Partant du principe que ce travail doit se faire en dehors des institutions de police et de justice en Palestine, ce dossier propose des recommandations aux acteurs de terrain palestiniens et à la société civile palestinienne pour mettre en pratique la responsabilité communautaire et la justice transformatrice. Il donne également des recommandations à la communauté internationale des donateurs pour minimiser les préjudices.
La nature coloniale du système policier en Palestine
Le système policier en Palestine a toujours été une entreprise coloniale, comme l’illustre le fait qu’un grand nombre de prisons et de commissariats de police utilisés pour maintenir l’ordre et incarcérer les Palestiniens pendant le mandat britannique sont aujourd’hui utilisés par le régime israélien dans le même but.
En effet, l’emprisonnement et l’incarcération sont depuis longtemps des caractéristiques communes de la vie des Palestiniens dans toute la Palestine colonisée.

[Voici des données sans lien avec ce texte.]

use anyhow::Context;
use bytemuck::{Pod, Zeroable};

use crate::coords::Viewport;

use super::backend::{DrawBatch, GraphicsDevice, ViewProjection};
use super::vertex::ShapeVertex;

/// Smallest vertex buffer the backend allocates.
const MIN_VERTEX_CAPACITY: usize = 1024;

/// wgpu implementation of [`GraphicsDevice`].
///
/// Draws land in whatever target was last bound with
/// [`set_target`](Self::set_target). Every draw records and submits its own
/// render pass with `LoadOp::Load`, so flushes in the middle of a frame keep
/// earlier geometry and see the buffer contents written for them.
///
/// GPU resources are created lazily on the first draw and rebuilt when the
/// target format changes.
pub struct WgpuShapeDevice {
    device: wgpu::Device,
    queue: wgpu::Queue,

    target: Option<BoundTarget>,

    pipeline_format: Option<wgpu::TextureFormat>,
    pipeline: Option<wgpu::RenderPipeline>,

    bind_group_layout: Option<wgpu::BindGroupLayout>,
    bind_group: Option<wgpu::BindGroup>,
    view_proj_ubo: Option<wgpu::Buffer>,

    vertex_buffer: Option<wgpu::Buffer>,
    vertex_capacity: usize,
    index_buffer: Option<wgpu::Buffer>,
    index_capacity: usize,
}

struct BoundTarget {
    view: wgpu::TextureView,
    format: wgpu::TextureFormat,
    viewport: Viewport,
}

impl WgpuShapeDevice {
    pub fn new(device: wgpu::Device, queue: wgpu::Queue) -> Self {
        Self {
            device,
            queue,
            target: None,
            pipeline_format: None,
            pipeline: None,
            bind_group_layout: None,
            bind_group: None,
            view_proj_ubo: None,
            vertex_buffer: None,
            vertex_capacity: 0,
            index_buffer: None,
            index_capacity: 0,
        }
    }

    /// Binds the texture that subsequent draws render into.
    pub fn set_target(&mut self, view: wgpu::TextureView, format: wgpu::TextureFormat, viewport: Viewport) {
        self.target = Some(BoundTarget { view, format, viewport });
    }

    /// Unbinds the current target. Draws fail until a new one is bound.
    pub fn clear_target(&mut self) {
        self.target = None;
    }

    #[inline]
    pub fn has_target(&self) -> bool {
        self.target.is_some()
    }

    fn ensure_pipeline(&mut self, format: wgpu::TextureFormat) {
        if self.pipeline_format == Some(format) && self.pipeline.is_some() {
            return;
        }

        let shader = self.device.create_shader_module(wgpu::ShaderModuleDescriptor {
            label: Some("tessel shape shader"),
            source: wgpu::ShaderSource::Wgsl(include_str!("shaders/shape.wgsl").into()),
        });

        let bind_group_layout = self
            .device
            .create_bind_group_layout(&wgpu::BindGroupLayoutDescriptor {
                label: Some("tessel shape bgl"),
                entries: &[wgpu::BindGroupLayoutEntry {
                    binding: 0,
                    visibility: wgpu::ShaderStages::VERTEX,
                    ty: wgpu::BindingType::Buffer {
                        ty: wgpu::BufferBindingType::Uniform,
                        has_dynamic_offset: false,
                        min_binding_size: wgpu::BufferSize::new(
                            std::mem::size_of::<ViewProjUniform>() as u64,
                        ),
                    },
                    count: None,
                }],
            });

        let pipeline_layout = self
            .device
            .create_pipeline_layout(&wgpu::PipelineLayoutDescriptor {
                label: Some("tessel shape pipeline layout"),
                bind_group_layouts: &[&bind_group_layout],
                immediate_size: 0,
            });

        let pipeline = self.device.create_render_pipeline(&wgpu::RenderPipelineDescriptor {
            label: Some("tessel shape pipeline"),
            layout: Some(&pipeline_layout),

            vertex: wgpu::VertexState {
                module: &shader,
                entry_point: Some("vs_main"),
                compilation_options: Default::default(),
                buffers: &[ShapeVertex::layout()],
            },

            fragment: Some(wgpu::FragmentState {
                module: &shader,
                entry_point: Some("fs_main"),
                compilation_options: Default::default(),
                targets: &[Some(wgpu::ColorTargetState {
                    format,
                    blend: Some(premul_alpha_blend()),
                    write_mask: wgpu::ColorWrites::ALL,
                })],
            }),

            // Outlines and fans wind both ways; nothing is culled.
            primitive: wgpu::PrimitiveState {
                topology: wgpu::PrimitiveTopology::TriangleList,
                strip_index_format: None,
                front_face: wgpu::FrontFace::Ccw,
                cull_mode: None,
                polygon_mode: wgpu::PolygonMode::Fill,
                unclipped_depth: false,
                conservative: false,
            },

            depth_stencil: None,
            multisample: wgpu::MultisampleState::default(),
            multiview_mask: None,
            cache: None,
        });

        log::debug!("WgpuShapeDevice: built pipeline for {format:?}");

        self.pipeline_format = Some(format);
        self.pipeline = Some(pipeline);
        self.bind_group_layout = Some(bind_group_layout);

        self.bind_group = None;
        self.view_proj_ubo = None;
    }

    fn ensure_bindings(&mut self) {
        if self.bind_group.is_some() && self.view_proj_ubo.is_some() {
            return;
        }
        let Some(bgl) = self.bind_group_layout.as_ref() else { return };

        let ubo = self.device.create_buffer(&wgpu::BufferDescriptor {
            label: Some("tessel shape view-proj ubo"),
            size: std::mem::size_of::<ViewProjUniform>() as u64,
            usage: wgpu::BufferUsages::UNIFORM | wgpu::BufferUsages::COPY_DST,
            mapped_at_creation: false,
        });

        let bind_group = self.device.create_bind_group(&wgpu::BindGroupDescriptor {
            label: Some("tessel shape bind group"),
            layout: bgl,
            entries: &[wgpu::BindGroupEntry {
                binding: 0,
                resource: ubo.as_entire_binding(),
            }],
        });

        self.view_proj_ubo = Some(ubo);
        self.bind_group = Some(bind_group);
    }

    fn ensure_geometry_capacity(&mut self, vertices: usize, indices: usize) {
        if vertices > self.vertex_capacity || self.vertex_buffer.is_none() {
            let cap = vertices.next_power_of_two().max(MIN_VERTEX_CAPACITY);
            log::debug!("WgpuShapeDevice: vertex buffer grows to {cap}");
            self.vertex_buffer = Some(self.device.create_buffer(&wgpu::BufferDescriptor {
                label: Some("tessel shape vbo"),
                size: (cap * std::mem::size_of::<ShapeVertex>()) as u64,
                usage: wgpu::BufferUsages::VERTEX | wgpu::BufferUsages::COPY_DST,
                mapped_at_creation: false,
            }));
            self.vertex_capacity = cap;
        }

        if indices > self.index_capacity || self.index_buffer.is_none() {
            let cap = indices.next_power_of_two().max(MIN_VERTEX_CAPACITY * 3);
            log::debug!("WgpuShapeDevice: index buffer grows to {cap}");
            self.index_buffer = Some(self.device.create_buffer(&wgpu::BufferDescriptor {
                label: Some("tessel shape ibo"),
                size: (cap * std::mem::size_of::<u32>()) as u64,
                usage: wgpu::BufferUsages::INDEX | wgpu::BufferUsages::COPY_DST,
                mapped_at_creation: false,
            }));
            self.index_capacity = cap;
        }
    }

    fn write_view_proj(&self, transform: ViewProjection) {
        let Some(ubo) = self.view_proj_ubo.as_ref() else { return };
        let u = ViewProjUniform {
            view_proj: transform.combined().to_cols_array_2d(),
        };
        self.queue.write_buffer(ubo, 0, bytemuck::bytes_of(&u));
    }
}

impl GraphicsDevice for WgpuShapeDevice {
    fn viewport(&self) -> Viewport {
        self.target.as_ref().map(|t| t.viewport).unwrap_or_default()
    }

    fn draw_indexed_triangles(&mut self, batch: &DrawBatch<'_>) -> anyhow::Result<()> {
        let format = self
            .target
            .as_ref()
            .map(|t| t.format)
            .context("no render target bound to the shape device")?;

        if batch.index_count() == 0 {
            return Ok(());
        }

        // Mutating setup must happen before borrowing pipeline/buffers immutably.
        self.ensure_pipeline(format);
        self.ensure_bindings();
        self.ensure_geometry_capacity(batch.vertex_count(), batch.index_count());
        self.write_view_proj(batch.transform);

        let (Some(target), Some(pipeline), Some(bind_group), Some(vbo), Some(ibo)) = (
            self.target.as_ref(),
            self.pipeline.as_ref(),
            self.bind_group.as_ref(),
            self.vertex_buffer.as_ref(),
            self.index_buffer.as_ref(),
        ) else {
            anyhow::bail!("shape device resources were not created");
        };

        let vertex_bytes: &[u8] = bytemuck::cast_slice(batch.vertices);
        let index_bytes: &[u8] = bytemuck::cast_slice(batch.indices);
        self.queue.write_buffer(vbo, 0, vertex_bytes);
        self.queue.write_buffer(ibo, 0, index_bytes);

        let mut encoder = self
            .device
            .create_command_encoder(&wgpu::CommandEncoderDescriptor {
                label: Some("tessel shape encoder"),
            });

        {
            let mut rpass = encoder.begin_render_pass(&wgpu::RenderPassDescriptor {
                label: Some("tessel shape pass"),
                color_attachments: &[Some(wgpu::RenderPassColorAttachment {
                    view: &target.view,
                    resolve_target: None,
                    ops: wgpu::Operations {
                        load: wgpu::LoadOp::Load,
                        store: wgpu::StoreOp::Store,
                    },
                    depth_slice: None,
                })],
                depth_stencil_attachment: None,
                timestamp_writes: None,
                occlusion_query_set: None,
                multiview_mask: None,
            });

            rpass.set_pipeline(pipeline);
            rpass.set_bind_group(0, bind_group, &[]);
            rpass.set_vertex_buffer(0, vbo.slice(..vertex_bytes.len() as u64));
            rpass.set_index_buffer(ibo.slice(..index_bytes.len() as u64), wgpu::IndexFormat::Uint32);
            rpass.draw_indexed(0..batch.index_count() as u32, 0, 0..1);
        }

        self.queue.submit(std::iter::once(encoder.finish()));
        Ok(())
    }

    fn release(&mut self) {
        self.pipeline = None;
        self.pipeline_format = None;
        self.bind_group = None;
        self.bind_group_layout = None;
        self.view_proj_ubo = None;
        self.vertex_buffer = None;
        self.vertex_capacity = 0;
        self.index_buffer = None;
        self.index_capacity = 0;
        self.target = None;
        log::debug!("WgpuShapeDevice: GPU resources released");
    }
}

fn premul_alpha_blend() -> wgpu::BlendState {
    let component = wgpu::BlendComponent {
        src_factor: wgpu::BlendFactor::One,
        dst_factor: wgpu::BlendFactor::OneMinusSrcAlpha,
        operation: wgpu::BlendOperation::Add,
    };
    wgpu::BlendState {
        color: component,
        alpha: component,
    }
}

#[repr(C)]
#[derive(Debug, Copy, Clone, Pod, Zeroable)]
struct ViewProjUniform {
    view_proj: [[f32; 4]; 4], // column-major
}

Rien que depuis 1967, environ 800 000 personnes ont été détenues par le régime israélien, et actuellement, 4600 prisonniers politiques palestiniens sont derrière les barreaux des prisons israéliennes. Nombre d’entre eux purgent de longues peines et d’autres subissent un cycle répétitif de peines de prison.
Alors que ces prisonniers sont désignés par le régime israélien comme des « détenus de sécurité » parce qu’ils sont considérés comme une menace pour la sécurité d’Israël, les Palestiniens ne cessent de lutter pour la reconnaissance internationale de leur statut de « prisonniers politiques ».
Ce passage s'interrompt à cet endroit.